Saved entries:

=== Begin Enclosure ===

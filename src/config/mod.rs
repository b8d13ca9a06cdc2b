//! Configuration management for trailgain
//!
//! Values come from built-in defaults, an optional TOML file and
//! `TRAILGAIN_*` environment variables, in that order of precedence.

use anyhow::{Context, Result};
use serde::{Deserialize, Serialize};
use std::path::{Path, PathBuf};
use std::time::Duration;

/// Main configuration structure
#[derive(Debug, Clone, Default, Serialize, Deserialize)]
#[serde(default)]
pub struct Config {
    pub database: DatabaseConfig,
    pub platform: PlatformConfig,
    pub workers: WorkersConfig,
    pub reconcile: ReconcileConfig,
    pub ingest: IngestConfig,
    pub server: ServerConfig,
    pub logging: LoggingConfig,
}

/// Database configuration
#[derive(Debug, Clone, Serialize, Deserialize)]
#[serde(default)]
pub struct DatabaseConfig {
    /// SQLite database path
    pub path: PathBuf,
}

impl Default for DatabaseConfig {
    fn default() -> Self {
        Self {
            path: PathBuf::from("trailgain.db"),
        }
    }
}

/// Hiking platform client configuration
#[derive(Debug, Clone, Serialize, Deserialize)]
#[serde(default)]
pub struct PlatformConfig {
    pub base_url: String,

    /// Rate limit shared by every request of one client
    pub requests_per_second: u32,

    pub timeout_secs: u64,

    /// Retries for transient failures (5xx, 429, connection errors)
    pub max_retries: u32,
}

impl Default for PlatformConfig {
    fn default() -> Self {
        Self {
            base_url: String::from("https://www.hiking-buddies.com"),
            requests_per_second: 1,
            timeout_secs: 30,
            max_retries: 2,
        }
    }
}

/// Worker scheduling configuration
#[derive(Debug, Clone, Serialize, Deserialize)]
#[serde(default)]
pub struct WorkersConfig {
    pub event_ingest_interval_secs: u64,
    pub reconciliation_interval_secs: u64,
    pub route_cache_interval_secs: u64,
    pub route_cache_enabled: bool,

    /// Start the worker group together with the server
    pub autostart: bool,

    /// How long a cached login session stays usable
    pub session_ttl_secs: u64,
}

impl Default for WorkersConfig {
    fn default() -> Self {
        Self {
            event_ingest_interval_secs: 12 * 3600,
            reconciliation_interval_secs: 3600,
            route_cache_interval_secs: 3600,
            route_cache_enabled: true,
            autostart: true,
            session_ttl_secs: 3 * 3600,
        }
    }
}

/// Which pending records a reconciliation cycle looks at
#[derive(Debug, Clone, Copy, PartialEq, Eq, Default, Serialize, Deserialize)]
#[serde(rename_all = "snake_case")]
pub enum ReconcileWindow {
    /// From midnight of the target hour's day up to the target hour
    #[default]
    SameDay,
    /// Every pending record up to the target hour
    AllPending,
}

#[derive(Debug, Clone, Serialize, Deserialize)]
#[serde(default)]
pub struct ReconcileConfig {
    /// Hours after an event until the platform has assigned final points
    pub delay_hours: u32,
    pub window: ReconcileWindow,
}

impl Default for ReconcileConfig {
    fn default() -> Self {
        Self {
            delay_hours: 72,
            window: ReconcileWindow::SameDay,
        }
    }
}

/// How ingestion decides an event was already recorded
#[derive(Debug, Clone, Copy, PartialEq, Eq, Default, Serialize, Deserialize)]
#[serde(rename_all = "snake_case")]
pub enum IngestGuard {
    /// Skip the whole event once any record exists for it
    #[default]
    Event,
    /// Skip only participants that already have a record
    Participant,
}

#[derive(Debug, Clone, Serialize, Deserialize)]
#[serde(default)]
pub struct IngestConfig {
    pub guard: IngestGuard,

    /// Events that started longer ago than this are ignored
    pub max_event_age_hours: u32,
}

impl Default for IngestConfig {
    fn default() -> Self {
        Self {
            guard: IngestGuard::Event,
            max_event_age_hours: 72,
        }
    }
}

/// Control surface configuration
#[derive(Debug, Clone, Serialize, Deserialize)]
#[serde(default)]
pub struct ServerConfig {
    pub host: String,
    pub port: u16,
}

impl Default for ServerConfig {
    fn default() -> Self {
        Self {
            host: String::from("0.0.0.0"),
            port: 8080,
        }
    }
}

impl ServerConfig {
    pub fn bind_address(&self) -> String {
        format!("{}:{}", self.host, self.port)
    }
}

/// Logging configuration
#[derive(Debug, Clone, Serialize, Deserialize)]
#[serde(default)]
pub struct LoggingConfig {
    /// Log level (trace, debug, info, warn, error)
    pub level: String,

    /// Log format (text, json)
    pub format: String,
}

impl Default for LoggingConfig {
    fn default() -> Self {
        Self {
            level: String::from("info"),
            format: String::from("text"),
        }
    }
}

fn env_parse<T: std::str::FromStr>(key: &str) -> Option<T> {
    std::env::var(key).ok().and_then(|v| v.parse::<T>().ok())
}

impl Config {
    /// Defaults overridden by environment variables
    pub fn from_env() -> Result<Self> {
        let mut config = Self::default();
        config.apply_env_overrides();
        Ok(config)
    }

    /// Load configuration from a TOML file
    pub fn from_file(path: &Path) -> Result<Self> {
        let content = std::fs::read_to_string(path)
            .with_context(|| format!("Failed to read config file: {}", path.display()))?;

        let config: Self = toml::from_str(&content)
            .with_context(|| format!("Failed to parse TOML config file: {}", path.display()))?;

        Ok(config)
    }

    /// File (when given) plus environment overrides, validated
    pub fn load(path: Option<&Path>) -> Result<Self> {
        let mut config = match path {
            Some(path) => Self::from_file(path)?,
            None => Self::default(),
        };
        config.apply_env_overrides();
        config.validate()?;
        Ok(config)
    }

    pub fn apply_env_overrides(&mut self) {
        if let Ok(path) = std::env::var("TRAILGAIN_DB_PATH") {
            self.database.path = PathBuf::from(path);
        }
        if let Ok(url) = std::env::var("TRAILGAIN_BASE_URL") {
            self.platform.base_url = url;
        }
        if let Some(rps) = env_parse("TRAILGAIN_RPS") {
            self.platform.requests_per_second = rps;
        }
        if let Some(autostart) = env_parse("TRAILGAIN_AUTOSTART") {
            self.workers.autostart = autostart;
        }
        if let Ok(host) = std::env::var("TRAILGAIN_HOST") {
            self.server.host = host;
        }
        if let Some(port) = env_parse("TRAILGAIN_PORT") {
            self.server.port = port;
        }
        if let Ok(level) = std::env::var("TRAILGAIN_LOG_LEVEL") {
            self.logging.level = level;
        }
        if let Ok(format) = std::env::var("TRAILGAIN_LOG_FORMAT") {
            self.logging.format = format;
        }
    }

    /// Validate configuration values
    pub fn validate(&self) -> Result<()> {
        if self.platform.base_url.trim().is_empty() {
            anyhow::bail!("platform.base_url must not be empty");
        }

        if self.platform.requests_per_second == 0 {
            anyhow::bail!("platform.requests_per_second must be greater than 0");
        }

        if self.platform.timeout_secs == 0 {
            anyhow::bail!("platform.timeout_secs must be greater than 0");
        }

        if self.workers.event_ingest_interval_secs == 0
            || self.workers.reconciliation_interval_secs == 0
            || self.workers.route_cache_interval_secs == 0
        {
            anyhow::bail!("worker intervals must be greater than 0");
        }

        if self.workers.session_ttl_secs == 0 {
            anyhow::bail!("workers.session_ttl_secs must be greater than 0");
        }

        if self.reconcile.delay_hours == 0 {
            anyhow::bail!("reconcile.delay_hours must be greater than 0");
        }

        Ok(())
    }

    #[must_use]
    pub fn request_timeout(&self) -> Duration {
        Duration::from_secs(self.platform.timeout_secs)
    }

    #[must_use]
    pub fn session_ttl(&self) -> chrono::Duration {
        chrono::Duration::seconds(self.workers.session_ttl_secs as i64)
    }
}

=== End Enclosure ===

▶ The problem
In the records above, how many lines hold the string "true"? Reply with only the number.

▶ Result
2